"Back in March of this year, our engineers began to study in detail the mechanism used by ZeroAccess bots to communicate with each other to see how the botnet could be sinkholed. During this process, we examined a weakness that offered a difficult, but not impossible, way to sinkhole the botnet," read the post.
"This operation quickly resulted in the detachment of over half a million bots and made a serious dent to the number of bots controlled by the botmaster. In our tests, it took an average of just five minutes of P2P activity before a new ZeroAccess bot became sinkholed."

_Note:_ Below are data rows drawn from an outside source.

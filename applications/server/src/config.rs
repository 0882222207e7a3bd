/// Server configuration
use crate::error::{Result, ServerError};
use serde::{Deserialize, Serialize};
use std::path::{Path, PathBuf};

#[derive(Debug, Clone, Deserialize, Serialize)]
pub struct ServerConfig {
    #[serde(default = "default_server")]
    pub server: ServerSettings,

    #[serde(default = "default_dataset")]
    pub dataset: DatasetSettings,

    #[serde(default = "default_auth")]
    pub auth: AuthSettings,
}

#[derive(Debug, Clone, Deserialize, Serialize)]
pub struct ServerSettings {
    #[serde(default = "default_host")]
    pub host: String,

    #[serde(default = "default_port")]
    pub port: u16,
}

#[derive(Debug, Clone, Deserialize, Serialize)]
pub struct DatasetSettings {
    #[serde(default = "default_dataset_path")]
    pub path: PathBuf,
}

#[derive(Debug, Clone, Deserialize, Serialize)]
pub struct AuthSettings {
    #[serde(default)]
    pub access_token: String,
}

impl ServerConfig {
    /// Load configuration from file and environment.
    ///
    /// With no explicit path, `config.toml` in the working directory is used
    /// if present. `USERSEARCH_`-prefixed variables override file values,
    /// with `__` between section and key (`USERSEARCH_AUTH__ACCESS_TOKEN`).
    pub fn load(path: Option<&Path>) -> Result<Self> {
        let mut settings = config::Config::builder();

        match path {
            Some(path) => {
                settings = settings.add_source(config::File::from(path.to_path_buf()));
            }
            None => {
                let config_path = PathBuf::from("config.toml");
                if config_path.exists() {
                    settings = settings.add_source(config::File::from(config_path));
                }
            }
        }

        settings = settings.add_source(
            config::Environment::with_prefix("USERSEARCH")
                .prefix_separator("_")
                .separator("__")
                .try_parsing(true),
        );

        let config = settings
            .build()
            .map_err(|e| ServerError::Config(e.to_string()))?;

        config
            .try_deserialize()
            .map_err(|e| ServerError::Config(e.to_string()))
    }

    /// Validate configuration
    pub fn validate(&self) -> Result<()> {
        if self.auth.access_token.is_empty() {
            return Err(ServerError::Config(
                "Access token is required (set USERSEARCH_AUTH__ACCESS_TOKEN)".to_string(),
            ));
        }

        if !self.dataset.path.exists() {
            return Err(ServerError::Config(format!(
                "Dataset not found at {:?}",
                self.dataset.path
            )));
        }

        Ok(())
    }
}

// Default values
fn default_server() -> ServerSettings {
    ServerSettings {
        host: default_host(),
        port: default_port(),
    }
}

fn default_host() -> String {
    "127.0.0.1".to_string()
}

fn default_port() -> u16 {
    8080
}

fn default_dataset() -> DatasetSettings {
    DatasetSettings {
        path: default_dataset_path(),
    }
}

fn default_dataset_path() -> PathBuf {
    PathBuf::from("./data/dataset.xml")
}

fn default_auth() -> AuthSettings {
    AuthSettings {
        access_token: String::new(),
    }
}

impl Default for ServerConfig {
    fn default() -> Self {
        Self {
            server: default_server(),
            dataset: default_dataset(),
            auth: default_auth(),
        }
    }
}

Sinkholing is a takedown commonly used by law enforcement and security professionals when combating botnets. The technique works by re-routing the identification of the malicious command and control (C&C) server used by the botnet to send commands to the zombie machine to the sinkholer's own analysis server. Prior to Symantec's operation it was thought impossible to sinkhole as it doesn't feature a central command and control (C&C) server instead existing and operating on a peer-to-peer network.
"Since no central C&C server exists, you cannot simply disable a set of attacker servers to neuter the botnet. Whenever a computer becomes infected with ZeroAccess, it first reaches out to a number of its peers to exchange details about other peers in its known P2P network," explained the Symantec post.
"What this exercise has shown is that despite the resilient P2P architecture of the ZeroAccess botnet, we have still been able to sinkhole a large portion of the bots. This means that these bots will no longer be able to receive any commands from the botmaster and are effectively unavailable to the botnet both for spreading commands and for updating or new revenue generation schemes."
Symantec managed to garner fresh insights into ZeroAccess' money making mechanisms during the operations. ZeroAccess is an atypical botnet that not only uses enslaved machines for generic click fraud scams, but also as Bitcoin miners. The security firm reported the investigation showed an increased focus on Bitcoin mining, confirming the scams were causing as much as $560,887 worth of harm per-day in electricity use alone.
"To work out the cost of ZeroAccess to an unsuspecting victim, we calculate the difference between the cost of Bitcoin mining versus the cost of the computer idling; for our test setup it works out at an extra 1.82 KWh each day, which is not a whole lot for one victim to pay," read the report.
"If each KWh of electricity costs $0.162 then it would cost $0.29 to mine on a single bot for 24 hours. But multiply this figure by 1.9 million for the whole botnet and we are now looking at energy usage of 3,458,000 KWh (3,458 MWh, enough to power over 111,000 homes each day.)
"This amount of energy is considerably greater than the output of the largest power station in Moss Landing, California, which could produce 2,484 MW and would come with a corresponding electricity bill of $560,887 a day. Despite the costs, all this energy will create just $2,165 worth of Bitcoins a day!"
The botnet's focus on Bitcoin mining was taken as odd as Symantec's research showed its click fraud operations were far more profitable. "The bots running click fraud operations are quite active. In our tests, each bot generated approximately 257MB of network traffic every hour or 6.1GB a day," read the report.
"They also generated around 42 false ad clicks an hour (1008 each day). While each click may pay a penny or even a fraction of a penny, across 1.9 million infected machines, the attacker is potentially generating tens of millions of dollars a year."
The reason for the focus on Bitcoin mining remains unknown, though security researchers, like F-Secure's Mikko Hypponen, have in the past theorised it could be due to the decreased risk Bitcoin mining offers. This is because, outside of the minor rise in electricity costs, the operation doesn't greatly impact the victim, meaning the crooks can operate undetected while running the scam.
ZeroAccess is one of many Botnets to be targeted with a sinkhole attack in recent months. Prior to ZeroAccess, Microsoft and the FBI targeted the infamous Citadel botnet with a sinkhole attack. At its height the Citadel botnet is believed to have controlled millions of infected PCs and been responsible for more than $500m in bank fraud.